Fixing What Really Ails Japan

Summary -- 

Conventional wisdom claims that Japan's "economic miracle" stemmed from its unique model of government guidance and its revolutionary corporate management techniques. An in-depth study proves this seriously wrong. Rampant government intervention has caused more business failures than successes, and a fundamental cautiousness has led Japanese companies to ignore strategic thinking and shun risk. To pull out of its current slump, Japan must embrace competition, innovation, and bold leadership.

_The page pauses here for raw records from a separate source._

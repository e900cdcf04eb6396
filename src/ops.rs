use crate::{
    error::{Error, Result},
    mapping::Mapping,
    order::KeyOrder,
};
use log::debug;
use std::{collections::HashMap, hash::Hash};

/// Swap the keys and values of `map`. Two keys bound to the same value
/// would collide in the result, and are reported as a `KeyConflict`.
///
/// ```
/// use std::collections::HashMap;
/// use mapkit::ops::invert;
///
/// let mut numbers = HashMap::from([("a", 1), ("b", 2), ("c", 3)]);
/// assert_eq!(invert(&numbers).unwrap()[&1], "a");
///
/// numbers.insert("d", 3);
/// assert!(invert(&numbers).is_err());
/// ```
pub fn invert<M>(map: &M) -> Result<HashMap<M::Value, M::Key>>
where
    M: Mapping,
    M::Key: Clone,
    M::Value: Hash + Eq + Clone,
{
    let mut inverted = HashMap::with_capacity(map.len());
    for (k, v) in map.entries() {
        if inverted.insert(v.clone(), k.clone()).is_some() {
            debug!("value shared by two keys, {} entries", map.len());
            return Err(Error::KeyConflict);
        }
    }
    Ok(inverted)
}

/// A new map with `f` applied to every value of `map`, keys unchanged.
pub fn map_values<M, F, W>(map: &M, mut f: F) -> HashMap<M::Key, W>
where
    M: Mapping,
    M::Key: Hash + Eq + Clone,
    F: FnMut(&M::Value) -> W,
{
    map.entries().map(|(k, v)| (k.clone(), f(v))).collect()
}

/// The bindings of `map` sorted by key under `order`. Pass
/// `Reversed(order)` to sort descending, or `ByKey(f)` to sort by a
/// derived key.
pub fn sorted_items<M, C>(map: &M, order: C) -> Vec<(&M::Key, &M::Value)>
where
    M: Mapping,
    C: KeyOrder<M::Key>,
{
    let mut items: Vec<_> = map.entries().collect();
    items.sort_by(|(a, _), (b, _)| order.compare(*a, *b));
    items
}
#[test]
fn ordered_retain_keeps_pairs_aligned() {
    let mut m: OrderedKeyMap<i32, i32> = (0..10_000).map(|k| (k, k * 2)).collect();
    m.retain(|k, v| {
        *v += 1;
        k % 3 == 0
    });
    assert_eq!(m.len(), 3334);
    for (k, v) in &m {
        assert_eq!(k % 3, 0);
        assert_eq!(*v, k * 2 + 1);
    }
    m.retain(|_, _| false);
    assert!(m.is_empty());
}

#[test]
fn subset_pattern_end_before_trailing_newline() {
    let m = owned(&[("a\n", 1), ("ab\n", 2), ("b", 3), ("c\n\n", 4)]);
    let filtered = SubsetView::new(&m, KeyPattern::new(".$").unwrap());
    assert!(filtered == owned(&[("a\n", 1), ("b", 3)]));
}

#[test]
fn defaulting_map_as_attributes() {
    let mut d: DefaultingMap<HashMap<String, &str>> =
        DefaultingMap::new(OnMissing::Default("missing item"));
    assert_eq!(d.attr("missing"), Ok(&"missing item"));
    assert_eq!(d.attr("foo"), Ok(&"missing item"));
    d.insert("foo".to_string(), "bar");
    assert_eq!(d.attr("foo"), Ok(&"bar"));
    let strict: DefaultingMap<HashMap<String, &str>> = DefaultingMap::new(OnMissing::Raise);
    assert_eq!(
        strict.attr("missing"),
        Err(Error::NoAttribute("missing".to_string()))
    );
}

#[cfg(feature = "serde")]
mod serde_tests {
    use crate::{
        range::{RangeMap, RangeValue},
        transform::FoldedCaseMap,
        OrderedKeyMap,
    };

    #[test]
    fn range_map_json() {
        let mut r: RangeMap<i32, String> = RangeMap::new();
        r.insert(3, "a".to_string());
        r.insert(6, "b".to_string());
        r.insert_undefined(0);
        let s = serde_json::to_string(&r).unwrap();
        assert_eq!(s, r#"[[0,null],[3,"a"],[6,"b"]]"#);
        let back: RangeMap<i32, String> = serde_json::from_str(&s).unwrap();
        assert_eq!(back, r);
        assert_eq!(back.entries().first(), Some((&0, &RangeValue::Undefined)));
    }

    #[test]
    fn ordered_map_json_sorts_on_load() {
        let m: OrderedKeyMap<i32, i32> = serde_json::from_str("[[3,30],[1,10],[2,20]]").unwrap();
        assert_eq!(m.keys().copied().collect::<Vec<_>>(), vec![1, 2, 3]);
        assert_eq!(serde_json::to_string(&m).unwrap(), "[[1,10],[2,20],[3,30]]");
    }

    #[test]
    fn folded_case_json_folds_on_load() {
        let m: FoldedCaseMap<i32> = serde_json::from_str(r#"{"HeLLo": 1}"#).unwrap();
        assert_eq!(m.get("hello"), Some(&1));
        assert_eq!(serde_json::to_string(&m).unwrap(), r#"{"hello":1}"#);
    }
}

#[cfg(feature = "rayon")]
mod rayon_tests {
    use crate::OrderedKeyMap;
    use rayon::prelude::*;

    #[test]
    fn par_iter_in_order() {
        let m: OrderedKeyMap<i32, i32> = (0..1000).rev().map(|k| (k, 2 * k)).collect();
        let sum: i32 = m.par_iter().map(|(k, v)| k + v).sum();
        assert_eq!(sum, 3 * (0..1000).sum::<i32>());
        let keys: Vec<i32> = m.par_iter().map(|(k, _)| *k).collect();
        assert_eq!(keys, (0..1000).collect::<Vec<_>>());
    }
}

Michael E. Porter is C. Roland Christensen Professor of Business Administration at the Harvard University Graduate School of Business. Hirotaka Takeuchi is Dean of the Hitotsubashi University Graduate School of International Corporate Strategy. Mariko Sakakibara, co-author of the book-length version of this article, Lucia Marshall, and Yoshinori Fujikawa provided valuable assistance. This article draws on M. E. Porter, The Competitive Advantage of Nations, and "Clusters and Competition: New Agendas for Companies, Government, and Institutions," in On Competition.

CONVENTIONAL WISDOM

Not so long ago, the entire world stood in awe of Japan's postwar economic miracle. Some Japanese policymakers boasted that they had invented a new and superior form of capitalism. But today, Japan is stuck in the slump that just will not quit. In policy circles there is talk of a defeat, this time at the hands of Anglo-Saxon capitalism. Yet despite the depth and the persistence of the slide, remarkably few question Japan's underlying economic model. Everyone agrees that some reforms are needed but assumes that the economic engine is basically sound, if only the government would jump-start it with a massive kick of credit. Only recently, confronted with company failures and huge losses, have most Japanese begun to realize the magnitude of their problem.

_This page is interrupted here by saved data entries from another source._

//! A sub-map view selected by a set of keys.
//!
//! ```
//! use std::collections::{HashMap, HashSet};
//! use mapkit::filter::{KeyPattern, SubsetView};
//!
//! let sample: HashMap<String, i32> =
//!     vec![("a", 1), ("b", 2), ("c", 3), ("ef", 5)]
//!         .into_iter()
//!         .map(|(k, v)| (k.to_string(), v))
//!         .collect();
//!
//! let wanted: HashSet<String> = vec!["a".to_string(), "c".to_string()].into_iter().collect();
//! let filtered = SubsetView::new(&sample, wanted);
//! assert_eq!(filtered.len(), 2);
//! assert!(filtered.get(&"b".to_string()).is_err());
//!
//! // only single character keys
//! let single = SubsetView::new(&sample, KeyPattern::new(".$").unwrap());
//! assert_eq!(single.len(), 3);
//! ```
use crate::{
    error::{Error, Result},
    mapping::{Entries, Mapping},
};
use regex::Regex;
use std::{
    collections::{BTreeSet, HashMap, HashSet},
    hash::{BuildHasher, Hash},
};

/// Membership test for the keys a view includes.
pub trait KeySet<K: ?Sized> {
    fn includes(&self, key: &K) -> bool;
}

impl<K: Hash + Eq, S: BuildHasher> KeySet<K> for HashSet<K, S> {
    fn includes(&self, key: &K) -> bool {
        self.contains(key)
    }
}

impl<K: Ord> KeySet<K> for BTreeSet<K> {
    fn includes(&self, key: &K) -> bool {
        self.contains(key)
    }
}

impl<K: PartialEq> KeySet<K> for [K] {
    fn includes(&self, key: &K) -> bool {
        self.contains(key)
    }
}

impl<K: PartialEq, const N: usize> KeySet<K> for [K; N] {
    fn includes(&self, key: &K) -> bool {
        self.contains(key)
    }
}

impl<K: PartialEq> KeySet<K> for Vec<K> {
    fn includes(&self, key: &K) -> bool {
        self.contains(key)
    }
}

impl<'a, K: ?Sized, S: KeySet<K> + ?Sized> KeySet<K> for &'a S {
    fn includes(&self, key: &K) -> bool {
        (**self).includes(key)
    }
}

/// the union of two key sets
impl<K: ?Sized, A: KeySet<K>, B: KeySet<K>> KeySet<K> for (A, B) {
    fn includes(&self, key: &K) -> bool {
        self.0.includes(key) || self.1.includes(key)
    }
}

/// A collection containing every possible key
#[derive(Clone, Copy, Debug, Default, PartialEq, Eq, Hash)]
pub struct Everything;

impl<K: ?Sized> KeySet<K> for Everything {
    fn includes(&self, _key: &K) -> bool {
        true
    }
}

/// String keys matching a regular expression at their start, the way a
/// pattern `match` (not `search`) behaves. As with `match`, an end anchor
/// `$` also matches just before a single trailing newline, so `.$`
/// includes `"a\n"`.
#[derive(Clone, Debug)]
pub struct KeyPattern(Regex);

impl KeyPattern {
    /// compile `pattern`. A pattern that does not compile is rejected
    /// here, not on first use.
    pub fn new(pattern: &str) -> Result<Self> {
        Regex::new(pattern)
            .map(KeyPattern)
            .map_err(|e| Error::invalid_arg("pattern", e.to_string()))
    }

    pub fn as_str(&self) -> &str {
        self.0.as_str()
    }

    fn matches_at_start(&self, s: &str) -> bool {
        // the leftmost match starts at 0 whenever any match does
        self.0.find(s).map_or(false, |m| m.start() == 0)
    }
}

impl<K: AsRef<str> + ?Sized> KeySet<K> for KeyPattern {
    fn includes(&self, key: &K) -> bool {
        let key = key.as_ref();
        self.matches_at_start(key)
            || key
                .strip_suffix('\n')
                .map_or(false, |head| self.matches_at_start(head))
    }
}

/// A live view of the entries of `map` whose keys are in `include`.
/// The key set is recomputed from the map on every call, so changes to
/// the map between calls show through.
#[derive(Clone, Debug)]
pub struct SubsetView<'a, M, S> {
    map: &'a M,
    include: S,
}

impl<'a, M, S> SubsetView<'a, M, S>
where
    M: Mapping,
    S: KeySet<M::Key>,
{
    pub fn new(map: &'a M, include: S) -> Self {
        SubsetView { map, include }
    }

    pub fn include(&self) -> &S {
        &self.include
    }

    /// the included keys present in the map
    pub fn keys(&self) -> impl Iterator<Item = &'a M::Key> + '_ {
        self.iter().map(|(k, _)| k)
    }

    pub fn values(&self) -> impl Iterator<Item = &'a M::Value> + '_ {
        self.iter().map(|(_, v)| v)
    }

    pub fn iter(&self) -> impl Iterator<Item = (&'a M::Key, &'a M::Value)> + '_ {
        let map: &'a M = self.map;
        let include = &self.include;
        map.entries().filter(move |(k, _)| include.includes(*k))
    }

    /// the value for an included key. Excluded keys are `NotFound` even
    /// when the underlying map has them.
    pub fn get(&self, key: &M::Key) -> Result<&'a M::Value> {
        if !self.include.includes(key) {
            return Err(Error::NotFound);
        }
        let map: &'a M = self.map;
        map.lookup(key).ok_or(Error::NotFound)
    }

    pub fn contains_key(&self, key: &M::Key) -> bool {
        self.include.includes(key) && self.map.contains(key)
    }

    pub fn len(&self) -> usize {
        self.iter().count()
    }

    pub fn is_empty(&self) -> bool {
        self.iter().next().is_none()
    }

    /// copy the visible entries out
    pub fn to_hash_map(&self) -> HashMap<M::Key, M::Value>
    where
        M::Key: Hash + Eq + Clone,
        M::Value: Clone,
    {
        self.iter().map(|(k, v)| (k.clone(), v.clone())).collect()
    }
}

impl<'a, M, S, H> PartialEq<HashMap<M::Key, M::Value, H>> for SubsetView<'a, M, S>
where
    M: Mapping,
    M::Key: Hash + Eq,
    M::Value: PartialEq,
    S: KeySet<M::Key>,
    H: BuildHasher,
{
    fn eq(&self, other: &HashMap<M::Key, M::Value, H>) -> bool {
        self.len() == other.len()
            && self.iter().all(|(k, v)| other.get(k).map_or(false, |o| o == v))
    }
}

impl<'a, M, S> Mapping for SubsetView<'a, M, S>
where
    M: Mapping,
    S: KeySet<M::Key>,
{
    type Key = M::Key;
    type Value = M::Value;

    fn lookup(&self, key: &M::Key) -> Option<&M::Value> {
        self.get(key).ok()
    }

    fn contains(&self, key: &M::Key) -> bool {
        self.contains_key(key)
    }

    fn entries(&self) -> Entries<'_, M::Key, M::Value> {
        let include = &self.include;
        Box::new(self.map.entries().filter(move |(k, _)| include.includes(*k)))
    }

    fn len(&self) -> usize {
        self.iter().count()
    }
}
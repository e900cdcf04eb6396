use thiserror::Error;

/// Failures reported by the maps and views in this crate.
#[derive(Debug, Clone, PartialEq, Eq, Error)]
pub enum Error {
    /// no boundary, layer, or entry resolves the key, or the key
    /// resolved to an explicitly undefined span
    #[error("key not found")]
    NotFound,

    #[error("{0} is empty")]
    EmptyCollection(&'static str),

    #[error("position {index} out of range for {len} entries")]
    OutOfRange { index: isize, len: usize },

    #[error("invalid argument {name}: {message}")]
    InvalidArgument { name: &'static str, message: String },

    #[error("key conflict in inverted mapping")]
    KeyConflict,

    #[error("no attribute {0}")]
    NoAttribute(String),
}

impl Error {
    pub fn invalid_arg(name: &'static str, message: impl Into<String>) -> Error {
        Error::InvalidArgument {
            name,
            message: message.into(),
        }
    }
}

pub type Result<T, E = Error> = std::result::Result<T, E>;
use std::env;
use std::iter::FromIterator;
use std::vec::Vec;
mod fold;
mod range;
mod stack;
mod utils;

fn usage() {
    println!("usage: <range|stack|fold> <size>")
}

fn main() {
    let args = Vec::from_iter(env::args());
    if args.len() != 3 {
        usage()
    } else {
        let size = match args[2].parse::<usize>() {
            Ok(size) => size,
            Err(_) => return usage(),
        };
        match args[1].as_ref() {
            "range" => range::run(size),
            "stack" => stack::run(size),
            "fold" => fold::run(size),
            _ => usage(),
        }
    }
}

The prevailing consensus over Japan's failings in the 1990s centers around three related explanations. One is the collapse of the so-called bubble economy of overvalued equities and real estate. Imploding asset prices have sent ripples through the banking system, making credit scarce. A second explanation argues that Japan is overregulated by meddlesome government ministries. The third claims that bureaucrats have mismanaged macroeconomic policy by raising taxes, failing to stimulate internal demand, and clinging to export-led growth for too long.

Stimulating the economy and restoring the flow of capital are necessary. But quick fixes and macroeconomic adjustments will not do enough. What ails Japan runs deeper, has been brewing for decades, and is rooted in the microeconomics of how Japan competes. Our research challenges the conventional wisdom about Japan's unparalleled rise in competitiveness. Since the 1980s, this stream of scholarship has offered two related explanations for Japan's meteoric rise: one points to a set of government policies, the second to a set of common corporate management techniques. Both explanations have been widely accepted and have had a profound impact on the rest of the world. Policymakers and business leaders in other countries have tried to clone the Japanese model or to borrow its parts. In Japan and elsewhere, it has been appealing for a variety of political and cultural reasons to believe that Japan had invented a new and intrinsically superior form of capitalism, one more controlled and egalitarian than the Anglo-Saxon version.